The value of digital rectal examination in clinical practice

The value of digital rectal examination in clinical practice

Carsten Stephan1,2, Jonas Busch1, Klaus Jung1,2

1Department of Urology, Charité - Universitätsmedizin Berlin, Berlin, Germany; 2Berlin Institute for Urologic Research, Berlin, Germany

Correspondence to: Prof. Dr. Carsten Stephan. Department of Urology, Charité - Universitätsmedizin Berlin, Charitéplatz 1, D-10117 Berlin, Germany. Email:

Provenance: This is a Guest Editorial commissioned by Section Editor Xiao Li (Department of Urologic Surgery, The Affiliated Cancer Hospital of Jiangsu Province of Nanjing Medical University, Nanjing, China).

Comment on: Halpern JA, Oromendia C, Shoag JE, et al. Use of Digital Rectal Examination as an Adjunct to Prostate Specific Antigen in the Detection of Clinically Signi cant Prostate Cancer. J Urol 2017. [Epub ahead of print].

Received: 01 March 2018; Accepted: 12 March 2018; Published: 27 March 2018.

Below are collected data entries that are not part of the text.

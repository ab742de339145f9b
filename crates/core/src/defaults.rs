//! Built-in default configuration tree

use serde_json::{Value, json};

/// Default tree contributing a project path and a logger object.
///
/// Merged beneath every run that does not supply its own default tree:
/// `path__default` ends up holding the project directory string and
/// `logger__default` an injectable logger handle, both available to other
/// sub-configurations through `path_id` / `logger_id` constructor kwargs.
/// The backing seed factories are registered by `Registry::default()`.
pub fn default_tree() -> Value {
  json!({
    "path": {
      "default": {
        "init": { "$factory": "path.project" },
        "producer": "base",
        "patch": {},
        "steps": [],
        "global": {},
        "priority": 1,
      },
    },
    "logger": {
      "default": {
        "init": { "$factory": "logger.tracing" },
        "producer": "base",
        "patch": {},
        "steps": [],
        "global": {},
        "priority": 1,
      },
    },
  })
}

#[cfg(test)]
mod tests {
  use super::*;
  use crate::registry::Registry;
  use crate::tree::{ConfigTree, Seed};

  #[test]
  fn default_tree_shapes_cleanly() {
    let tree = ConfigTree::from_value(&default_tree(), &Registry::default()).unwrap();
    assert_eq!(
      tree.sections["path"].configs["default"].init,
      Seed::Factory("path.project".to_string())
    );
    assert_eq!(
      tree.sections["logger"].configs["default"].init,
      Seed::Factory("logger.tracing".to_string())
    );
  }
}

doi: 10.21037/amj.2018.03.15

The discussed study by Halpern et al. (1) evaluated the value of the digital rectal examination (DRE) in dependence of the prostate specific antigen (PSA) range. In men with a low PSA a suspicious DRE was associated with a higher increase in the relative risk of a clinically significant prostate cancer (CSPC) as compared to those men with higher PSA values. Because the increase in absolute risk was small (1.5% vs. 0.7% risk of CSPC at 10 years) and clinically irrelevant for normal PSA values (<2 ng/mL) the authors recommend a restriction of DRE only to men with higher PSA values >3 ng/mL where the risk of CSPC at 10 years increased from 13.7% to 23.0%. For the PSA interval 2–3 ng/mL the addition of DRE showed modest clinical relevance for CSPC detection within 10 years (6.5% vs. 3.5%). To evaluate these results, a step back in history is useful.

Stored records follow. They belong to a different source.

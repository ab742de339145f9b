//! Registered vocabulary: producers, methods, decorators, seeds, codecs
//!
//! The configuration tree stays serializable by naming everything with
//! string keys; this module owns the tables those keys resolve against,
//! plus the injected collaborators the runtime hands to producers.

use std::collections::BTreeMap;
use std::sync::Arc;

use crate::codec::{Codec, JsonCodec};
use crate::error::BuildError;
use crate::producer::{
  DecoratorCx, DecoratorFn, Kwargs, MethodFn, ProducerCtor, ProducerCx, ProducerInstance,
  base_producer,
};
use crate::store::{Object, ObjectsStore};
use confect_platform::{
  CacheStore, FsCacheStore, Logger, PathProvider, TracingLogger, WorkingDirProvider,
};

/// Zero-argument seed factory, invoked when a sub-configuration's `init`
/// names it.
pub type SeedFn = Arc<dyn Fn(&Registry) -> Result<Object, BuildError> + Send + Sync>;

/// String-keyed lookup tables plus injected collaborators.
#[derive(Clone)]
pub struct Registry {
  producers: BTreeMap<String, ProducerCtor>,
  methods: BTreeMap<String, MethodFn>,
  decorators: BTreeMap<String, DecoratorFn>,
  seeds: BTreeMap<String, SeedFn>,
  pub(crate) codecs: BTreeMap<String, Arc<dyn Codec>>,
  pub(crate) cache: Arc<dyn CacheStore>,
  pub(crate) paths: Arc<dyn PathProvider>,
  pub(crate) logger: Arc<dyn Logger>,
}

impl Default for Registry {
  /// Registry with the built-in vocabulary: the `base` producer, the
  /// `json` codec, and the `path.project` / `logger.tracing` seed
  /// factories backing the default tree.
  fn default() -> Self {
    let mut registry = Self {
      producers: BTreeMap::new(),
      methods: BTreeMap::new(),
      decorators: BTreeMap::new(),
      seeds: BTreeMap::new(),
      codecs: BTreeMap::new(),
      cache: Arc::new(FsCacheStore),
      paths: Arc::new(WorkingDirProvider),
      logger: Arc::new(TracingLogger),
    };
    let base: ProducerCtor = Arc::new(base_producer);
    registry.producers.insert("base".to_string(), base);
    registry
      .codecs
      .insert("json".to_string(), Arc::new(JsonCodec));

    let path_seed: SeedFn = Arc::new(|registry: &Registry| {
      let dir = registry.paths.project_dir()?;
      Ok(Object::value(dir.to_string_lossy().into_owned().into()))
    });
    registry.seeds.insert("path.project".to_string(), path_seed);

    let logger_seed: SeedFn =
      Arc::new(|registry: &Registry| Ok(Object::from_logger(registry.logger.clone())));
    registry
      .seeds
      .insert("logger.tracing".to_string(), logger_seed);

    registry
  }
}

impl Registry {
  pub fn new() -> Self {
    Self::default()
  }

  /// Register a producer constructor.
  pub fn with_producer<F>(mut self, name: &str, ctor: F) -> Self
  where
    F: Fn(&ObjectsStore, &str, Kwargs, &Registry) -> Result<ProducerInstance, BuildError>
      + Send
      + Sync
      + 'static,
  {
    self.producers.insert(name.to_string(), Arc::new(ctor));
    self
  }

  /// Register a step method available to `patch`.
  pub fn with_method<F>(mut self, name: &str, method: F) -> Self
  where
    F: Fn(&mut ProducerCx, Object, Kwargs) -> Result<Object, BuildError> + Send + Sync + 'static,
  {
    self.methods.insert(name.to_string(), Arc::new(method));
    self
  }

  /// Register a step decorator.
  pub fn with_decorator<F>(mut self, name: &str, decorator: F) -> Self
  where
    F: Fn(&DecoratorCx<'_>, &mut dyn FnMut() -> Result<Object, BuildError>) -> Result<Object, BuildError>
      + Send
      + Sync
      + 'static,
  {
    self.decorators.insert(name.to_string(), Arc::new(decorator));
    self
  }

  /// Register a seed factory.
  pub fn with_seed<F>(mut self, name: &str, seed: F) -> Self
  where
    F: Fn(&Registry) -> Result<Object, BuildError> + Send + Sync + 'static,
  {
    self.seeds.insert(name.to_string(), Arc::new(seed));
    self
  }

  /// Register a codec.
  pub fn with_codec(mut self, name: &str, codec: Arc<dyn Codec>) -> Self {
    self.codecs.insert(name.to_string(), codec);
    self
  }

  /// Replace the injected cache store.
  pub fn with_cache(mut self, cache: Arc<dyn CacheStore>) -> Self {
    self.cache = cache;
    self
  }

  /// Replace the injected path provider.
  pub fn with_paths(mut self, paths: Arc<dyn PathProvider>) -> Self {
    self.paths = paths;
    self
  }

  /// Replace the default logger.
  pub fn with_logger(mut self, logger: Arc<dyn Logger>) -> Self {
    self.logger = logger;
    self
  }

  pub fn has_producer(&self, name: &str) -> bool {
    self.producers.contains_key(name)
  }

  pub fn has_seed(&self, name: &str) -> bool {
    self.seeds.contains_key(name)
  }

  pub fn has_decorator(&self, name: &str) -> bool {
    self.decorators.contains_key(name)
  }

  pub fn producer(&self, name: &str) -> Option<&ProducerCtor> {
    self.producers.get(name)
  }

  pub fn method(&self, name: &str) -> Option<&MethodFn> {
    self.methods.get(name)
  }

  pub fn decorator(&self, name: &str) -> Option<&DecoratorFn> {
    self.decorators.get(name)
  }

  pub fn seed(&self, name: &str) -> Option<&SeedFn> {
    self.seeds.get(name)
  }
}

#[cfg(test)]
mod tests {
  use super::*;
  use serde_json::json;

  #[test]
  fn built_in_vocabulary_is_registered() {
    let registry = Registry::default();
    assert!(registry.has_producer("base"));
    assert!(registry.has_seed("path.project"));
    assert!(registry.has_seed("logger.tracing"));
    assert!(registry.codecs.contains_key("json"));
  }

  #[test]
  fn custom_entries_are_found() {
    let registry = Registry::default()
      .with_method("touch", |_cx, obj, _kwargs| Ok(obj))
      .with_decorator("pass", |_cx, inner| inner())
      .with_seed("zero", |_registry| Ok(Object::value(json!(0))));

    assert!(registry.method("touch").is_some());
    assert!(registry.has_decorator("pass"));
    assert!(registry.has_seed("zero"));
    assert!(!registry.has_producer("nope"));
  }

  #[test]
  fn logger_seed_wraps_the_registry_logger() {
    let registry = Registry::default();
    let seed = registry.seed("logger.tracing").unwrap().clone();
    let object = seed(&registry).unwrap();
    assert!(object.as_logger().is_some());
  }
}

Both studies, the Prostate, Lung, Colorectal and Ovarian (PLCO) Cancer Screening trial (2) and the European Randomized Study of Screening for Prostate Cancer (ERSPC) (3) were important trials with quite different results. These studies are most likely the last huge trials that really reflected a screening situation at least in the ERSPC. It is unlikely nor necessary to initiate further similar studies to evaluate the value of PSA and the role of DRE for prostate cancer (PCa) screening. It is also known since 1994 that PSA clearly outperforms DRE for early detection of PCa (4). However, in 2018, the questions are more specific. While PSA itself might serve as initial marker for PCa screening and early detection, other methods like the multiparametric MRI (mpMRI) (5) or PSA subforms like free PSA (fPSA) or the fPSA subform [-2]proPSA with the combined formula [-2]proPSA/fPSA × √PSA named Prostate Health Index (PHI) have been gained large attention and proven to be superior to PSA (6). Several years ago, a confirmed elevated PSA value of >2.5, >3 or >4 ng/mL has forced the urologist to offer a prostate biopsy. Now patients often request a MRI or want to avoid a regular biopsy. With a clearly suspicious DRE or a PSA >10 ng/mL all additional diagnostics should be abandoned and a biopsy should be offered. But in most cases the situation is not that clear and easy.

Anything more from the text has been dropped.